Kitchit was a San Francisco-based technology startup that enabled users to book professional chefs for personalized in-home dining experiences, from casual dinners to multi-course events.[1][2] It served consumers in markets like San Francisco, Los Angeles, Chicago, and New York via its Kitchit Marketplace platform, solving the problem of accessing high-end, customizable meals without restaurant constraints by having chefs shop for ingredients, cook on-site, serve, and clean up.[1][2][3] The company raised $7.5M from investors including Crosslink Capital and 500 Startups but is now defunct ("Dead" stage), reflecting challenges in the on-demand food sector.[1][2]

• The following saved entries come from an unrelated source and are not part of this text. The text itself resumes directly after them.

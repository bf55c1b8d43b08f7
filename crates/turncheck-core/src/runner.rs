//! Runs batches of test cases against a conversational runtime.
//!
//! Test cases run one after another: each gets its own conversation session,
//! its user turns are simulated, and what the runtime produced is aligned
//! against the scripted steps. Every test case yields exactly one
//! [`TestResult`], whatever happened to its deliveries.

use crate::align::{AlignmentSummary, align, check_success};
use crate::config::SimulationConfig;
use crate::simulate::{ConversationRuntime, SessionIds, Simulator};
use std::time::Duration;
use tracing::{Instrument, info, info_span};
use turncheck_proto::{RunRequest, TestCase, TestResult};

/// Runs test cases through a [`Simulator`] and aligns the outcome.
pub struct TestCaseRunner<'a, R: ConversationRuntime + ?Sized> {
    simulator: Simulator<'a, R>,
    session_prefix: String,
}

impl<'a, R: ConversationRuntime + ?Sized> TestCaseRunner<'a, R> {
    pub fn new(runtime: &'a R, config: &SimulationConfig) -> Self {
        Self {
            simulator: Simulator::new(runtime, config),
            session_prefix: config.session_prefix.clone(),
        }
    }

    /// Overrides the per-delivery deadline.
    pub fn with_delivery_timeout(mut self, timeout: Duration) -> Self {
        self.simulator = self.simulator.with_delivery_timeout(timeout);
        self
    }

    /// Runs every test case of a batch request.
    pub async fn run_request(&self, request: &RunRequest) -> Vec<TestResult> {
        self.run_all(&request.test_cases, &request.project_id).await
    }

    /// Runs `test_cases` sequentially, returning one result per case in input order.
    pub async fn run_all(&self, test_cases: &[TestCase], project_id: &str) -> Vec<TestResult> {
        let mut session_ids = SessionIds::new(self.session_prefix.as_str());
        let mut results = Vec::with_capacity(test_cases.len());

        info!(
            test_cases = test_cases.len(),
            project_id, "Starting test run"
        );

        for test_case in test_cases {
            let sender_id = session_ids.next_id();
            let span = info_span!("test_case", id = %test_case.id, sender_id = %sender_id);
            let result = self
                .run_one(test_case, project_id, &sender_id)
                .instrument(span)
                .await;
            results.push(result);
        }

        let passed = results.iter().filter(|result| result.success).count();
        info!(
            passed,
            failed = results.len() - passed,
            "Test run complete"
        );

        results
    }

    /// Runs a single test case in the given conversation session.
    pub async fn run_one(
        &self,
        test_case: &TestCase,
        project_id: &str,
        sender_id: &str,
    ) -> TestResult {
        let actual = self
            .simulator
            .simulate(&test_case.steps, &test_case.language, sender_id)
            .await;

        let test_results = align(&actual, &test_case.steps);
        let success = check_success(&test_results);
        let summary = AlignmentSummary::of(&test_results);

        info!(
            success,
            matched = summary.matched,
            unexpected = summary.unexpected,
            missing = summary.missing,
            "Test case evaluated"
        );

        TestResult {
            id: test_case.id.clone(),
            project_id: project_id.to_string(),
            success,
            test_results,
        }
    }
}

#[cfg(test)]
mod tests {
    use super::*;
    use crate::simulate::DeliveryError;
    use crate::testing::ScriptedRuntime;
    use async_trait::async_trait;
    use turncheck_proto::{DiffStep, ProducedMessage, Step, UserMessage, UserStep};

    fn greet() -> Step {
        UserStep::new("hi").with_intent("greet").into()
    }

    #[tokio::test]
    async fn test_results_in_input_order_with_project_id() {
        let runtime = ScriptedRuntime::new().on_parsed("hi", Some("greet"), &["utter_greet"]);
        let runner = TestCaseRunner::new(&runtime, &SimulationConfig::default());

        let cases = vec![
            TestCase::new("pass", "en", vec![greet(), Step::action("utter_greet")]),
            TestCase::new("fail", "en", vec![greet(), Step::action("utter_other")]),
        ];
        let results = runner.run_all(&cases, "project-1").await;

        assert_eq!(results.len(), 2);
        assert_eq!(results[0].id, "pass");
        assert!(results[0].success);
        assert_eq!(results[1].id, "fail");
        assert!(!results[1].success);
        assert!(results.iter().all(|r| r.project_id == "project-1"));
        assert_eq!(
            results[1].test_results,
            vec![
                DiffStep::matched(greet()),
                DiffStep::actual(Step::action("utter_greet")),
                DiffStep::expected(Step::action("utter_other")),
            ]
        );
    }

    #[tokio::test]
    async fn test_each_test_case_gets_its_own_session() {
        let runtime = ScriptedRuntime::new().on_parsed("hi", Some("greet"), &[]);
        let runner = TestCaseRunner::new(&runtime, &SimulationConfig::default());

        let cases = vec![
            TestCase::new("a", "en", vec![greet()]),
            TestCase::new("b", "en", vec![greet()]),
        ];
        runner.run_all(&cases, "p").await;

        let deliveries = runtime.deliveries();
        assert_eq!(deliveries.len(), 2);
        assert_ne!(deliveries[0].sender_id, deliveries[1].sender_id);
        assert!(deliveries[0].sender_id.starts_with("botfront_test_case_"));
    }

    #[tokio::test]
    async fn test_failed_delivery_still_yields_result() {
        let runtime = ScriptedRuntime::new().failing("hi", "connection refused");
        let runner = TestCaseRunner::new(&runtime, &SimulationConfig::default());

        let results = runner
            .run_all(&[TestCase::new("down", "en", vec![greet()])], "p")
            .await;

        assert_eq!(results.len(), 1);
        assert!(!results[0].success);
        assert_eq!(results[0].test_results, vec![DiffStep::expected(greet())]);
    }

    struct PanicsOnBoom;

    #[async_trait]
    impl ConversationRuntime for PanicsOnBoom {
        async fn deliver(
            &self,
            message: UserMessage,
        ) -> Result<Vec<ProducedMessage>, DeliveryError> {
            assert_ne!(message.text, "boom", "unexpected fault in runtime");
            Ok(vec![ProducedMessage::parsed(message.text, None, Vec::new())])
        }
    }

    #[tokio::test]
    async fn test_runtime_panic_still_yields_every_result() {
        let runtime = PanicsOnBoom;
        let runner = TestCaseRunner::new(&runtime, &SimulationConfig::default());

        let cases = vec![
            TestCase::new("a", "en", vec![Step::user("boom"), Step::user("ok")]),
            TestCase::new("b", "en", vec![Step::user("ok")]),
        ];
        let results = runner.run_all(&cases, "p").await;

        assert_eq!(results.len(), 2);
        assert!(!results[0].success);
        assert_eq!(
            results[0].test_results,
            vec![
                DiffStep::expected(Step::user("boom")),
                DiffStep::matched(Step::user("ok")),
            ]
        );
        assert!(results[1].success);
    }

    #[tokio::test]
    async fn test_run_request() {
        let runtime = ScriptedRuntime::new().on_parsed("hi", Some("greet"), &[]);
        let runner = TestCaseRunner::new(&runtime, &SimulationConfig::default());
        let request = RunRequest {
            test_cases: vec![TestCase::new("only", "en", vec![greet()])],
            project_id: "bf".to_string(),
        };

        let results = runner.run_request(&request).await;
        assert_eq!(results.len(), 1);
        assert_eq!(results[0].project_id, "bf");
        assert!(results[0].success);
    }

    #[tokio::test]
    async fn test_empty_batch() {
        let runtime = ScriptedRuntime::new();
        let runner = TestCaseRunner::new(&runtime, &SimulationConfig::default());
        assert!(runner.run_all(&[], "p").await.is_empty());
    }
}
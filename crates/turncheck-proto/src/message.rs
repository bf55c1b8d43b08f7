//! Messages exchanged with a conversational runtime.
//!
//! The runner hands the runtime one [`UserMessage`] per scripted utterance and
//! gets back every [`ProducedMessage`] the runtime emitted while handling it:
//! the parsed user message first, then whatever the bot uttered.

use crate::step::{ActionStep, Entity, Step, UserStep};
use serde::{Deserialize, Deserializer, Serialize};

/// Metadata key under which a produced bot message names its response template.
pub const TEMPLATE_NAME_KEY: &str = "template_name";

/// An utterance delivered to the runtime.
#[derive(Debug, Clone, PartialEq, Eq, Serialize, Deserialize)]
pub struct UserMessage {
    /// Utterance text.
    pub text: String,

    /// Conversation session the utterance belongs to.
    pub sender_id: String,

    /// Name of the channel the message is attributed to.
    pub input_channel: String,

    pub metadata: MessageMetadata,
}

/// Per-message metadata forwarded to the runtime.
#[derive(Debug, Clone, PartialEq, Eq, Serialize, Deserialize)]
pub struct MessageMetadata {
    /// Language tag of the test case.
    #[serde(rename = "lang")]
    pub language: String,
}

/// Accepts the intent either as a plain label or as a parse result object.
///
/// - `"intent": "greet"` → `Some("greet")`
/// - `"intent": {"name": "greet", "confidence": 0.98}` → `Some("greet")`
/// - `"intent": null`, `{}` or missing → `None`
fn deserialize_flexible_intent<'de, D>(deserializer: D) -> Result<Option<String>, D::Error>
where
    D: Deserializer<'de>,
{
    #[derive(Deserialize)]
    #[serde(untagged)]
    enum FlexibleIntent {
        Name(String),
        Parsed {
            #[serde(default)]
            name: Option<String>,
        },
    }

    let opt = Option::<FlexibleIntent>::deserialize(deserializer)?;
    Ok(opt.and_then(|flex| match flex {
        FlexibleIntent::Name(name) => Some(name),
        FlexibleIntent::Parsed { name } => name,
    }))
}

/// A raw message produced by the runtime while handling an utterance.
///
/// Parsed user messages carry the recognized intent and entities; bot
/// messages generated from a response template carry its name under
/// `metadata.template_name`.
#[derive(Debug, Clone, PartialEq, Default, Serialize, Deserialize)]
pub struct ProducedMessage {
    #[serde(default, alias = "user", skip_serializing_if = "Option::is_none")]
    pub text: Option<String>,

    #[serde(
        default,
        deserialize_with = "deserialize_flexible_intent",
        skip_serializing_if = "Option::is_none"
    )]
    pub intent: Option<String>,

    #[serde(default)]
    pub entities: Vec<Entity>,

    #[serde(default, skip_serializing_if = "Option::is_none")]
    pub metadata: Option<serde_json::Map<String, serde_json::Value>>,
}

impl ProducedMessage {
    /// A parsed user message.
    pub fn parsed(text: impl Into<String>, intent: Option<&str>, entities: Vec<Entity>) -> Self {
        Self {
            text: Some(text.into()),
            intent: intent.map(str::to_string),
            entities,
            metadata: None,
        }
    }

    /// A bot message rendered from the named response template.
    pub fn from_template(template_name: impl Into<String>) -> Self {
        let mut metadata = serde_json::Map::new();
        metadata.insert(
            TEMPLATE_NAME_KEY.to_string(),
            serde_json::Value::String(template_name.into()),
        );
        Self {
            metadata: Some(metadata),
            ..Self::default()
        }
    }

    /// Name of the response template this message was rendered from, if any.
    pub fn template_name(&self) -> Option<&str> {
        self.metadata
            .as_ref()
            .and_then(|metadata| metadata.get(TEMPLATE_NAME_KEY))
            .and_then(serde_json::Value::as_str)
    }

    /// Classifies the message as a conversational step.
    ///
    /// A message naming a response template is the agent acting; anything
    /// else is read as a parsed user utterance.
    pub fn classify(self) -> Step {
        if let Some(name) = self.template_name() {
            return Step::Action(ActionStep::new(name));
        }
        Step::User(UserStep {
            text: self.text.unwrap_or_default(),
            intent: self.intent,
            entities: self.entities,
        })
    }
}

impl From<ProducedMessage> for Step {
    fn from(message: ProducedMessage) -> Self {
        message.classify()
    }
}
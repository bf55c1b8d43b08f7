//! Test cases and batch run requests.

use crate::step::Step;
use serde::{Deserialize, Serialize};

/// A scripted conversation: the steps a test writer expects to happen.
#[derive(Debug, Clone, PartialEq, Serialize, Deserialize)]
pub struct TestCase {
    /// Test case identifier.
    #[serde(rename = "_id")]
    pub id: String,

    /// Language tag the utterances are delivered with.
    pub language: String,

    /// Expected steps, in conversation order.
    pub steps: Vec<Step>,
}

impl TestCase {
    pub fn new(id: impl Into<String>, language: impl Into<String>, steps: Vec<Step>) -> Self {
        Self {
            id: id.into(),
            language: language.into(),
            steps,
        }
    }

    /// Number of user utterances that will be delivered to the runtime.
    pub fn user_turns(&self) -> usize {
        self.steps.iter().filter(|step| step.is_user()).count()
    }
}

/// A batch of test cases submitted for one project.
#[derive(Debug, Clone, PartialEq, Serialize, Deserialize)]
pub struct RunRequest {
    pub test_cases: Vec<TestCase>,
    pub project_id: String,
}
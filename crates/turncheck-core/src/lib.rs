//! # turncheck-core
//!
//! Conversation test-case checking for turncheck.
//!
//! This crate provides:
//! - Structural step equality with order-independent entity comparison
//! - The step-list aligner that diffs actual against expected steps
//! - The simulation driver that replays user turns through a runtime
//! - The test case runner that ties simulation and alignment together
//! - Configuration loading and validation
//! - A scripted runtime for tests and offline runs

pub mod align;
pub mod compare;
mod config;
pub mod runner;
pub mod simulate;
pub mod testing;

pub use align::{AlignmentSummary, align, check_success};
pub use compare::{entities_equal, steps_equal};
pub use config::{ConfigError, ConfigWarning, RuntimeConfig, SimulationConfig, TurncheckConfig};
pub use runner::TestCaseRunner;
pub use simulate::{ConversationRuntime, DeliveryError, SessionIds, Simulator};
pub use testing::{ScriptedRuntime, ScriptedTurn, Transcript, TranscriptError};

Kitchit launched in September 2011 in the Bay Area, co-founded by Brendan Marshall, who served as CEO.[2] The idea emerged from recognizing demand for direct connections between home hosts and professional chefs, elevating dining beyond traditional restaurants or off-site catering—chefs create custom menus, cook in customers' kitchens, and handle full service.[2][4] Early traction built quickly in San Francisco, leading to expansion into Los Angeles with events featuring celebrity chefs like Pascal Vigneron, whose endorsement highlighted the platform's appeal as a "liaison" for unique home experiences; this success prompted further market entries like Chicago and New York.[1][2]
Kitchit rode the early 2010s on-demand economy wave, part of the "sharing" and gig platform boom that digitized services like food delivery, meal kits (e.g., Blue Apron, Instacart), and home services.[1] Its timing aligned with rising interest in experiential, personalized food tech amid urban foodie culture, but market forces like high logistics costs, chicken-and-egg scaling (needing chefs and customers simultaneously), and competition from restaurants exposed vulnerabilities in the sector—many peers like Sprig shut down due to unsustainable economics.[1][3] Kitchit influenced the ecosystem by pioneering "chef-to-home" models, inspiring later in-home dining platforms and highlighting food's role in social tech, though its failure underscored naive assumptions about food startups' viability without massive scale.[1]
Kitchit exemplified bold food tech ambition but succumbed to sector pitfalls like razor-thin margins and operational complexity, marking it as a cautionary tale rather than a lasting player.[1][3] Post-shutdown, its model lives on in evolved forms like modern chef-booking apps or virtual kitchens, shaped by trends in gig economies, AI-driven personalization, and post-pandemic home dining surges. While Kitchit won't revive, its legacy prompts sharper focus on scalable logistics in social food tech, potentially fueling more resilient successors in a market still hungry for connection through cuisine.[1][2]